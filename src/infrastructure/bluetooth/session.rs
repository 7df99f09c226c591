//! Robot Session Module
//!
//! Keeps the robot's control message, pushes it over the write
//! characteristic with at most one write in flight, and tracks sound
//! playback reported through notifications.
//!
//! The session never owns the GATT connection. Every operation that may
//! transmit borrows the central from the caller; without one the message is
//! still updated but nothing is sent.

use crate::domain::models::{AppEvent, SessionState};
use crate::error::{Error, Result};
use crate::infrastructure::bluetooth::protocol::{
    channel, parse_notification, Action, ControlMessage, FirmwareRevision, SoundNotification,
    CLIENT_CONFIGURATION_UUID, DEVICE_INFORMATION_UUID, ENABLE_NOTIFICATION_VALUE,
    FIRMWARE_REVISION_UUID, NOTIFY_CHAR_UUID, PAUSE_MESSAGE, SERVICE_UUID, WRITE_CHAR_UUID,
};
use crate::infrastructure::bluetooth::transport::{
    Characteristic, GattCentral, ServiceHandle, ServiceState,
};
use tokio::sync::mpsc;
use tracing::{debug, info, trace, warn};
use uuid::Uuid;

fn hex(value: &[u8]) -> String {
    value.iter().map(|b| format!("{:02x}", b)).collect()
}

/// Control session with one connected robot
pub struct RobotSession {
    event_sender: mpsc::UnboundedSender<AppEvent>,
    old_state: SessionState,

    device_information: Option<ServiceHandle>,
    robot_control: Option<ServiceHandle>,
    write_characteristic: Option<Characteristic>,
    firmware_revision: FirmwareRevision,

    message: ControlMessage,
    last_sent: Option<ControlMessage>,
    pending_writes: u32,
    transmitter_armed: bool,

    current_sound: i32,
    audio_loop: bool,
}

impl RobotSession {
    pub fn new(event_sender: mpsc::UnboundedSender<AppEvent>) -> Self {
        Self {
            event_sender,
            old_state: SessionState::Disconnected,
            device_information: None,
            robot_control: None,
            write_characteristic: None,
            firmware_revision: FirmwareRevision::Unknown,
            message: PAUSE_MESSAGE,
            last_sent: None,
            pending_writes: 0,
            transmitter_armed: false,
            current_sound: 0,
            audio_loop: false,
        }
    }

    pub fn state(&self) -> SessionState {
        match (
            &self.write_characteristic,
            &self.device_information,
            &self.robot_control,
        ) {
            (Some(_), _, _) => SessionState::Connected,
            (None, Some(_), Some(_)) => SessionState::Connecting,
            _ => SessionState::Disconnected,
        }
    }

    pub fn current_message(&self) -> ControlMessage {
        self.message
    }

    /// Index of the playing sound; `-n` once sound `n` has finished
    pub fn current_sound(&self) -> i32 {
        self.current_sound
    }

    pub fn firmware_revision(&self) -> FirmwareRevision {
        self.firmware_revision
    }

    /// Writes issued but not yet acknowledged
    pub fn pending_writes(&self) -> u32 {
        self.pending_writes
    }

    pub fn is_looping(&self) -> bool {
        self.audio_loop
    }

    pub fn is_transmitting(&self) -> bool {
        self.transmitter_armed
    }

    /// Resolve the robot's services on a freshly discovered central.
    pub fn attach<C: GattCentral + ?Sized>(&mut self, central: &mut C) -> Result<()> {
        if self.state() == SessionState::Connected {
            warn!("Connected already");
            return Err(Error::AlreadyConnected);
        }

        let device_information = central.create_service(DEVICE_INFORMATION_UUID);
        let robot_control = central.create_service(SERVICE_UUID);

        let (Some(device_information), Some(robot_control)) = (device_information, robot_control)
        else {
            warn!("Could not resolve required services");
            return Err(Error::RequiredServicesMissing);
        };

        self.device_information = Some(device_information);
        self.robot_control = Some(robot_control);
        self.check_state();

        for service in [device_information, robot_control] {
            let state = central.service_state(service);
            self.on_service_state_changed(central, service.uuid(), state);
        }

        Ok(())
    }

    /// Forget all handles of a released central and stop transmitting.
    pub fn detach(&mut self) {
        self.transmitter_armed = false;
        self.write_characteristic = None;
        self.device_information = None;
        self.robot_control = None;
        self.pending_writes = 0;
        self.last_sent = None;
        self.audio_loop = false;
        self.firmware_revision = FirmwareRevision::Unknown;
        self.check_state();
    }

    pub fn start_action<C: GattCentral + ?Sized>(
        &mut self,
        central: Option<&mut C>,
        action: char,
        index: i32,
    ) -> Result<()> {
        let parsed = Action::parse(action, index).inspect_err(|_| {
            warn!("Could not start unknown action {} (index={})", action, index);
        })?;

        let Some(fragment) = parsed.fragment(index, self.firmware_revision) else {
            info!("Pausing the robot");
            self.replace_message(central, PAUSE_MESSAGE);
            return Ok(());
        };

        info!("Starting {} action (index={})", action, index);

        if fragment.offset == channel::SOUND {
            self.audio_loop = parsed == Action::Loop;
        }

        self.set_message_byte(central, fragment.offset, fragment.value);
        Ok(())
    }

    pub fn stop_action<C: GattCentral + ?Sized>(
        &mut self,
        central: Option<&mut C>,
        action: char,
        index: i32,
    ) -> Result<()> {
        let parsed = Action::parse(action, index).inspect_err(|_| {
            warn!("Could not stop unknown action {} (index={})", action, index);
        })?;

        let Some(fragment) = parsed.fragment(index, self.firmware_revision) else {
            info!("Pausing the robot");
            self.replace_message(central, PAUSE_MESSAGE);
            return Ok(());
        };

        if self.message.get(fragment.offset) != Some(fragment.value) {
            warn!("Could not stop inactive action {} (index={})", action, index);
            return Err(Error::ActionNotActive { action, index });
        }

        info!("Stopping {} action (index={})", action, index);
        let baseline = PAUSE_MESSAGE.get(fragment.offset).unwrap_or_default();
        self.set_message_byte(central, fragment.offset, baseline);
        Ok(())
    }

    pub fn play_sound<C: GattCentral + ?Sized>(
        &mut self,
        central: Option<&mut C>,
        index: i32,
    ) -> Result<()> {
        self.start_action(central, Action::Sound.as_char(), index)
    }

    pub fn play_loop<C: GattCentral + ?Sized>(
        &mut self,
        central: Option<&mut C>,
        index: i32,
    ) -> Result<()> {
        self.start_action(central, Action::Loop.as_char(), index)
    }

    /// Replace the whole message. Returns `false` when `message` is not a
    /// valid control message or equals the current one.
    pub fn set_current_message<C: GattCentral + ?Sized>(
        &mut self,
        central: Option<&mut C>,
        message: &[u8],
    ) -> bool {
        match ControlMessage::from_slice(message) {
            Some(message) => self.replace_message(central, message),
            None => {
                debug!("Ignoring malformed control message: {}", hex(message));
                false
            }
        }
    }

    /// Retransmission timer tick
    pub fn on_transmit_tick<C: GattCentral + ?Sized>(&mut self, central: &mut C) {
        if self.transmitter_armed && self.pending_writes == 0 {
            self.transmit_message(central);
        }
    }

    pub fn on_service_state_changed<C: GattCentral + ?Sized>(
        &mut self,
        central: &mut C,
        service: Uuid,
        state: ServiceState,
    ) {
        info!("State of service {} has changed: {}", service, state.as_str());

        let Some(handle) = [self.device_information, self.robot_control]
            .into_iter()
            .flatten()
            .find(|handle| handle.uuid() == service)
        else {
            return;
        };

        match state {
            ServiceState::DiscoveryRequired => {
                if let Err(e) = central.discover_details(handle) {
                    warn!("Could not discover details of service {}: {}", service, e);
                }
            }
            ServiceState::ServiceDiscovered if Some(handle) == self.device_information => {
                if let Err(e) = self.read_firmware_version(central) {
                    warn!("{}", e);
                }
            }
            ServiceState::ServiceDiscovered => {
                if self.write_characteristic.is_none() && self.start_notification(central) {
                    self.start_transmission(central);
                }
            }
            ServiceState::InvalidService | ServiceState::DiscoveringServices => {}
        }
    }

    /// Notification from the robot
    pub fn on_characteristic_changed<C: GattCentral + ?Sized>(
        &mut self,
        mut central: Option<&mut C>,
        characteristic: Uuid,
        value: &[u8],
    ) {
        debug!(
            "Value of characteristic {} has changed: {}",
            characteristic,
            hex(value)
        );

        // Sound reports are only tracked once the write channel is up
        if characteristic != NOTIFY_CHAR_UUID || self.write_characteristic.is_none() {
            return;
        }

        match parse_notification(value) {
            Some(SoundNotification::Playing(index)) => {
                self.current_sound = index;

                if !self.audio_loop {
                    let _ = self.stop_action(central.as_deref_mut(), 'V', index);
                }
            }
            Some(SoundNotification::Finished(index)) => {
                self.current_sound = index;

                if self.audio_loop {
                    let _ = self.start_action(central.as_deref_mut(), 'M', index);
                } else {
                    self.current_sound = -index;
                    let _ = self.stop_action(central.as_deref_mut(), 'V', index);
                }
            }
            None => {
                debug!("Ignoring notification: {:?}", String::from_utf8_lossy(value));
                return;
            }
        }

        let _ = self
            .event_sender
            .send(AppEvent::SoundChanged(self.current_sound));
    }

    /// Write acknowledgment from the transport
    pub fn on_characteristic_written<C: GattCentral + ?Sized>(
        &mut self,
        central: &mut C,
        characteristic: Uuid,
        value: &[u8],
    ) {
        debug!(
            "Value of characteristic {} has been written: {}",
            characteristic,
            hex(value)
        );

        let is_write_channel = self
            .write_characteristic
            .as_ref()
            .is_some_and(|c| c.uuid == characteristic);

        if !is_write_channel {
            return;
        }

        self.pending_writes = self.pending_writes.saturating_sub(1);

        // The auxiliary function is a single pulse, cleared once it went out
        let pulse = self.message.get(channel::AUXILIARY);
        let sent = self.last_sent.and_then(|m| m.get(channel::AUXILIARY));

        if pulse != Some(0) && pulse != sent {
            self.transmit_message(central);
        } else {
            self.set_message_byte(Some(central), channel::AUXILIARY, 0);
        }
    }

    fn read_firmware_version<C: GattCentral + ?Sized>(
        &mut self,
        central: &C,
    ) -> Result<FirmwareRevision> {
        let revision = self
            .device_information
            .and_then(|service| central.characteristic(service, FIRMWARE_REVISION_UUID))
            .and_then(|c| FirmwareRevision::from_version_string(&c.value));

        match revision {
            Some(revision) => {
                info!("Firmware revision: {:?}", revision);
                self.firmware_revision = revision;
                Ok(revision)
            }
            None => Err(Error::UnknownFirmwareRevision),
        }
    }

    fn start_notification<C: GattCentral + ?Sized>(&mut self, central: &mut C) -> bool {
        let descriptor = self
            .robot_control
            .and_then(|service| central.characteristic(service, NOTIFY_CHAR_UUID))
            .and_then(|c| central.descriptor(&c, CLIENT_CONFIGURATION_UUID));

        let Some(descriptor) = descriptor else {
            warn!("Could not setup notification characteristic");
            return false;
        };

        match central.write_descriptor(&descriptor, &ENABLE_NOTIFICATION_VALUE) {
            Ok(()) => true,
            Err(e) => {
                warn!("Could not enable notifications: {}", e);
                false
            }
        }
    }

    fn start_transmission<C: GattCentral + ?Sized>(&mut self, central: &mut C) -> bool {
        let characteristic = self
            .robot_control
            .and_then(|service| central.characteristic(service, WRITE_CHAR_UUID));

        let Some(characteristic) = characteristic else {
            warn!("Could not setup write characteristic");
            return false;
        };

        self.write_characteristic = Some(characteristic);
        self.check_state();

        self.transmitter_armed = true;
        self.on_transmit_tick(central);
        true
    }

    fn set_message_byte<C: GattCentral + ?Sized>(
        &mut self,
        central: Option<&mut C>,
        offset: usize,
        value: u8,
    ) {
        if self.message.set(offset, value) {
            self.message_changed(central);
        }
    }

    fn replace_message<C: GattCentral + ?Sized>(
        &mut self,
        central: Option<&mut C>,
        message: ControlMessage,
    ) -> bool {
        if message == self.message {
            return false;
        }

        self.message = message;
        self.message_changed(central);
        true
    }

    fn message_changed<C: GattCentral + ?Sized>(&mut self, central: Option<&mut C>) {
        let _ = self
            .event_sender
            .send(AppEvent::MessageChanged(self.message));

        if let Some(central) = central {
            self.transmit_message(central);
        }
    }

    /// Send the current message unless a write is still in flight.
    fn transmit_message<C: GattCentral + ?Sized>(&mut self, central: &mut C) {
        if self.pending_writes > 0 {
            trace!("Write in flight, deferring {}", self.message);
            return;
        }

        let Some(characteristic) = &self.write_characteristic else {
            return;
        };

        match central.write_characteristic(characteristic, self.message.as_bytes()) {
            Ok(()) => {
                self.pending_writes += 1;
                self.last_sent = Some(self.message);
                trace!("Transmitted {}", self.message);
            }
            Err(e) => warn!("Could not transmit {}: {}", self.message, e),
        }
    }

    fn check_state(&mut self) {
        let new_state = self.state();

        if new_state != self.old_state {
            info!("state changed: {} => {}", self.old_state, new_state);
            let _ = self.event_sender.send(AppEvent::SessionStateChanged {
                new: new_state,
                old: self.old_state,
            });
            self.old_state = new_state;
        }
    }
}
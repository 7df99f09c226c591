use crate::infrastructure::bluetooth::protocol;
use serde::{Deserialize, Serialize};
use std::fs;
use std::path::{Path, PathBuf};
use std::time::Duration;

/// How often the log file rolls over
#[derive(Debug, Clone, Copy, PartialEq, Eq, Default, Serialize, Deserialize)]
#[serde(rename_all = "lowercase")]
pub enum LogRotation {
    Minutely,
    Hourly,
    #[default]
    Daily,
    Never,
}

#[derive(Debug, Clone, PartialEq, Serialize, Deserialize)]
#[serde(default)]
pub struct LogSettings {
    /// `EnvFilter` directive, overridden by `RUST_LOG`
    pub level: String,
    pub console_logging_enabled: bool,
    pub file_logging_enabled: bool,
    pub log_dir: PathBuf,
    pub file_name_prefix: String,
    pub rotation: LogRotation,
}

impl Default for LogSettings {
    fn default() -> Self {
        Self {
            level: "info".to_string(),
            console_logging_enabled: true,
            file_logging_enabled: false,
            log_dir: PathBuf::from("logs"),
            file_name_prefix: "evobot".to_string(),
            rotation: LogRotation::Daily,
        }
    }
}

#[derive(Debug, Clone, PartialEq, Serialize, Deserialize)]
#[serde(default)]
pub struct Settings {
    /// Advertised name of the robot to connect to
    pub robot_name: String,

    /// Period of the retransmission timer
    pub transmit_interval_ms: u64,

    pub log_settings: LogSettings,
}

impl Settings {
    pub fn transmit_interval(&self) -> Duration {
        Duration::from_millis(self.transmit_interval_ms.max(1))
    }
}

impl Default for Settings {
    fn default() -> Self {
        Self {
            robot_name: protocol::ROBOT_NAME.to_string(),
            transmit_interval_ms: protocol::TRANSMIT_INTERVAL.as_millis() as u64,
            log_settings: LogSettings::default(),
        }
    }
}

pub struct SettingsService {
    settings: Settings,
    settings_path: PathBuf,
}

impl SettingsService {
    pub fn new() -> anyhow::Result<Self> {
        let settings_path = Self::get_settings_path()?;
        Ok(Self::with_path(settings_path))
    }

    /// Load settings from an explicit file, falling back to defaults
    pub fn with_path(settings_path: PathBuf) -> Self {
        let settings = match Self::load_from_file(&settings_path) {
            Ok(settings) => settings,
            Err(e) => {
                tracing::debug!(
                    "Using default settings ({}): {}",
                    settings_path.display(),
                    e
                );
                Settings::default()
            }
        };

        Self {
            settings,
            settings_path,
        }
    }

    fn get_settings_path() -> anyhow::Result<PathBuf> {
        let mut path = dirs::config_dir()
            .ok_or_else(|| anyhow::anyhow!("Could not determine config directory"))?;
        path.push("EvoBot");
        fs::create_dir_all(&path)?;
        path.push("settings.json");
        Ok(path)
    }

    fn load_from_file(path: &Path) -> anyhow::Result<Settings> {
        let contents = fs::read_to_string(path)?;
        let settings = serde_json::from_str(&contents)?;
        Ok(settings)
    }

    pub fn save(&self) -> anyhow::Result<()> {
        let json = serde_json::to_string_pretty(&self.settings)?;
        fs::write(&self.settings_path, json)?;
        Ok(())
    }

    pub fn get(&self) -> &Settings {
        &self.settings
    }

    pub fn get_mut(&mut self) -> &mut Settings {
        &mut self.settings
    }
}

══════════════════════════════

WORK TO BE COMPLETED
Each line of the records above, from the first through the one containing "and tracks sound", is to be retyped exactly; no other line belongs.

TASK SOLUTION
filename src/infrastructure/bluetooth/session.rs
repository 7df99f09c226c591
//! Robot Session Module
//!
//! Keeps the robot's control message, pushes it over the write
//! characteristic with at most one write in flight, and tracks sound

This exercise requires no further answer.